Transco has executed long-term agreements with shippers for 100 percent of the 448,000 dekatherms of firm transportation capacity to be created under the Dalton Expansion Project. The project will consist of an expansion of Transco’s mainline from its Station 210 in New Jersey to points as far south as Holmesville, Miss., and a new 111-mile lateral pipeline from Transco’s Station 115 to Murray County, Ga. Also included in the expansion is a new compressor facility in Carroll County, Ga., as well as three new metering facilities and other related pipe and valve modifications to existing facilities.

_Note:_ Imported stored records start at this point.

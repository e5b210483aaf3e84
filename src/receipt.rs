// 🧾 Receipt Model
// The structured record extracted from one purchase document

use serde::{Deserialize, Serialize};

// ============================================================================
// RECEIPT ITEM
// ============================================================================

/// One purchased line item.
#[derive(Debug, Clone, PartialEq, Serialize, Deserialize)]
#[serde(rename_all = "camelCase")]
pub struct ReceiptItem {
    /// Item name as printed on the receipt
    pub name: String,

    /// Units purchased
    pub quantity: u32,

    /// Price of a single unit
    pub price: f64,
}

impl ReceiptItem {
    pub fn new(name: impl Into<String>, quantity: u32, price: f64) -> Self {
        ReceiptItem {
            name: name.into(),
            quantity,
            price,
        }
    }
}

// ============================================================================
// RECEIPT
// ============================================================================

/// Receipt - built once from a model response, never mutated afterwards.
///
/// `total` is expected to roughly match the item prices but nothing
/// enforces it.
#[derive(Debug, Clone, PartialEq, Serialize, Deserialize)]
#[serde(rename_all = "camelCase")]
pub struct Receipt {
    pub store_name: String,

    /// YYYY-MM-DD, as requested from the model (not guaranteed)
    pub transaction_date: String,

    pub total: f64,

    pub items: Vec<ReceiptItem>,
}

impl Receipt {
    pub fn new(
        store_name: impl Into<String>,
        transaction_date: impl Into<String>,
        total: f64,
        items: Vec<ReceiptItem>,
    ) -> Self {
        Receipt {
            store_name: store_name.into(),
            transaction_date: transaction_date.into(),
            total,
            items,
        }
    }

    /// Sum of quantity * unit price over all items.
    pub fn items_subtotal(&self) -> f64 {
        self.items
            .iter()
            .map(|item| item.quantity as f64 * item.price)
            .sum()
    }
}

“As long-term demand for natural gas continues to grow, particularly in the power-generation sector, we’re executing a series of large-scale, integrated projects like the Dalton Expansion that move surging supplies in the northeast to high-value markets along the Eastern Seaboard and in the Southeast,” said Rory Miller senior vice president of Williams’ Atlantic-Gulf operating area. “These projects create the durable, fee-based revenues that represent the vast majority of our business. Over the next three years, 99 percent of Williams Partners’ planned $9 billion of growth capital is going toward fully-contracted, fee-based projects.”

To fund the lateral pipeline portion of the project, Williams Partners’ Transco and AGL Resources’ Dogwood Enterprise Holdings, Inc. have entered into an ownership arrangement whereby each party will hold a 50 percent undivided joint ownership interest in the lateral pipeline in Georgia. Under the proposal, Dogwood Enterprises will lease its ownership interest in the lateral to Transco. Transco’s net investment in the project is expected to be approximately $275 million.

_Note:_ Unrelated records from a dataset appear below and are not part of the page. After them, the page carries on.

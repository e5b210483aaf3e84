// 🖼️ Receipt Presentation
// Display strings shared by the terminal UI and the scan command

use crate::receipt::{Receipt, ReceiptItem};
use chrono::NaiveDate;

pub const SINGLE_ITEM_LABEL: &str = "Single Item";
pub const NO_ITEMS_MESSAGE: &str = "No items were extracted.";

/// `$12.50`
pub fn format_currency(amount: f64) -> String {
    format!("${:.2}", amount)
}

/// `2024-03-02` -> `March 2, 2024`. Anything else is shown as-is.
pub fn format_date(raw: &str) -> String {
    match NaiveDate::parse_from_str(raw.trim(), "%Y-%m-%d") {
        Ok(date) => date.format("%B %-d, %Y").to_string(),
        Err(_) => raw.to_string(),
    }
}

/// `Qty: N` for more than one unit, a generic label otherwise
pub fn quantity_label(quantity: u32) -> String {
    if quantity > 1 {
        format!("Qty: {}", quantity)
    } else {
        SINGLE_ITEM_LABEL.to_string()
    }
}

/// First letter of every word upper-cased, the rest left alone
pub fn capitalize_words(name: &str) -> String {
    let mut out = String::with_capacity(name.len());
    let mut at_word_start = true;
    for c in name.chars() {
        if at_word_start && c.is_alphabetic() {
            out.extend(c.to_uppercase());
        } else {
            out.push(c);
        }
        at_word_start = c.is_whitespace();
    }
    out
}

#[derive(Debug, Clone, PartialEq)]
pub struct ItemRow {
    pub name: String,
    pub quantity: String,
    pub price: String,
}

impl From<&ReceiptItem> for ItemRow {
    fn from(item: &ReceiptItem) -> Self {
        ItemRow {
            name: capitalize_words(&item.name),
            quantity: quantity_label(item.quantity),
            price: format_currency(item.price),
        }
    }
}

/// Everything the result screen shows, already formatted
#[derive(Debug, Clone, PartialEq)]
pub struct ReceiptView {
    pub store_name: String,
    pub date: String,
    pub total: String,
    pub items: Vec<ItemRow>,
}

impl From<&Receipt> for ReceiptView {
    fn from(receipt: &Receipt) -> Self {
        ReceiptView {
            store_name: receipt.store_name.clone(),
            date: format_date(&receipt.transaction_date),
            total: format_currency(receipt.total),
            items: receipt.items.iter().map(ItemRow::from).collect(),
        }
    }
}

impl ReceiptView {
    /// Plain-text rendering for the scan command
    pub fn to_text(&self) -> String {
        let mut out = String::new();
        out.push_str(&format!("{}\n", self.store_name));
        out.push_str(&format!("  Date:  {}\n", self.date));
        out.push_str(&format!("  Total: {}\n", self.total));
        out.push_str("\nPurchased Items\n");

        if self.items.is_empty() {
            out.push_str(&format!("  {}\n", NO_ITEMS_MESSAGE));
        }

        let name_width = self.items.iter().map(|r| r.name.chars().count()).max().unwrap_or(0);
        for row in &self.items {
            out.push_str(&format!(
                "  {:<name_width$}  {:<12}  {:>10}\n",
                row.name,
                row.quantity,
                row.price,
                name_width = name_width
            ));
        }

        out
    }
}

#[cfg(test)]
mod tests {
    use super::*;

    fn acme() -> Receipt {
        Receipt::new(
            "Acme Mart",
            "2024-03-02",
            12.5,
            vec![ReceiptItem::new("Milk", 2, 3.25)],
        )
    }

    #[test]
    fn test_acme_example() {
        let view = ReceiptView::from(&acme());

        assert_eq!(view.total, "$12.50");
        assert_eq!(
            view.items,
            vec![ItemRow {
                name: "Milk".to_string(),
                quantity: "Qty: 2".to_string(),
                price: "$3.25".to_string(),
            }]
        );
    }

    #[test]
    fn test_quantity_label() {
        assert_eq!(quantity_label(1), "Single Item");
        assert_eq!(quantity_label(2), "Qty: 2");
        assert_eq!(quantity_label(12), "Qty: 12");
        assert_eq!(quantity_label(0), "Single Item");
    }

    #[test]
    fn test_format_date() {
        assert_eq!(format_date("2024-03-02"), "March 2, 2024");
        assert_eq!(format_date("2023-12-25"), "December 25, 2023");
        assert_eq!(format_date("03/02/2024"), "03/02/2024");
        assert_eq!(format_date("unknown"), "unknown");
    }

    #[test]
    fn test_format_currency() {
        assert_eq!(format_currency(0.0), "$0.00");
        assert_eq!(format_currency(3.256), "$3.26");
        assert_eq!(format_currency(1234.5), "$1234.50");
    }

    #[test]
    fn test_to_text() {
        let text = ReceiptView::from(&acme()).to_text();

        assert!(text.starts_with("Acme Mart\n"));
        assert!(text.contains("Date:  March 2, 2024"));
        assert!(text.contains("Total: $12.50"));
        assert!(text.contains("Milk"));
        assert!(text.contains("Qty: 2"));
        assert!(text.contains("$3.25"));
    }

    #[test]
    fn test_capitalize_words() {
        assert_eq!(capitalize_words("organic whole milk"), "Organic Whole Milk");
        assert_eq!(capitalize_words("Milk"), "Milk");
        assert_eq!(capitalize_words("BREAD  roll"), "BREAD  Roll");
        assert_eq!(capitalize_words("épi bread"), "Épi Bread");
        assert_eq!(capitalize_words(""), "");
    }

    #[test]
    fn test_item_names_are_capitalized() {
        let receipt = Receipt::new(
            "Corner Shop",
            "2024-01-01",
            4.0,
            vec![ReceiptItem::new("sourdough loaf", 1, 4.0)],
        );
        let view = ReceiptView::from(&receipt);

        assert_eq!(view.items[0].name, "Sourdough Loaf");
        assert!(view.to_text().contains("Sourdough Loaf"));
    }

    #[test]
    fn test_to_text_aligns_multibyte_names() {
        let receipt = Receipt::new(
            "Corner Café",
            "2024-01-01",
            9.0,
            vec![
                ReceiptItem::new("Café", 2, 4.0),
                ReceiptItem::new("Milk", 1, 1.0),
            ],
        );
        let text = ReceiptView::from(&receipt).to_text();

        let column = |needle: &str| {
            let line = text.lines().find(|l| l.contains(needle)).unwrap();
            line[..line.find(needle).unwrap()].chars().count()
        };
        assert_eq!(column("Qty: 2"), column("Single Item"));
    }

    #[test]
    fn test_to_text_no_items() {
        let receipt = Receipt::new("Corner Shop", "2024-01-01", 0.0, vec![]);
        assert!(ReceiptView::from(&receipt).to_text().contains(NO_ITEMS_MESSAGE));
    }
}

Williams and AGL Resources initially disclosed their intent to develop the project in March 2014. Siting and environmental studies have been underway since that time, and today’s announcement signifies the commencement of the FERC approval process. Construction is planned to begin in the third quarter of 2016 with completion targeted for 2017, subject to all necessary or required approvals by regulatory bodies, including the FERC.

About AGL Resources

AGL Resources (NYSE: GAS) is an Atlanta-based energy services holding company with operations in natural gas distribution, retail operations, wholesale services and midstream operations. AGL Resources serves approximately 4.5 million utility customers through its regulated distribution subsidiaries in seven states. The company also serves approximately 630,000 retail energy customers and approximately 1.2 million customer service contracts through its SouthStar Energy Services joint venture and Pivotal Home Solutions, which market natural gas and related home services. Other non-utility businesses include asset management for natural gas wholesale customers through Sequent Energy Management and ownership and operation of natural gas storage facilities. AGL Resources is a member of the S&P 500 Index. For more information, visit www.aglresources.com.

About Williams

Williams (NYSE: WMB) is a premier provider of large-scale infrastructure to connect North American natural gas and natural gas products to growing demand for cleaner fuel and feedstocks. Headquartered in Tulsa, Okla., Williams owns approximately 60 percent of Williams Partners L.P. (NYSE: WPZ), including the general-partner interest. Williams Partners is an industry-leading, large-cap master limited partnership with operations across the natural gas value chain from gathering, processing and interstate transportation of natural gas and natural gas liquids to petchem production of ethylene, propylene and other olefins. With major positions in top U.S. supply basins and also in Canada, Williams Partners owns and operates more than 33,000 miles of pipelines system wide – including the nation’s largest volume and fastest growing pipeline – providing natural gas for clean-power generation, home heating and industrial use. Williams Partners’ operations touch approximately 30 percent of U.S. natural gas. www.williams.com

Portions of this document may constitute “forward-looking statements” as defined by federal law. Although the company believes any such statements are based on reasonable assumptions, there is no assurance that actual outcomes will not be materially different. Any such statements are made in reliance on the “safe harbor” protections provided under the Private Securities Reform Act of 1995. Additional information about issues that could lead to material changes in performance is contained in the company’s annual reports filed with the Securities and Exchange Commission.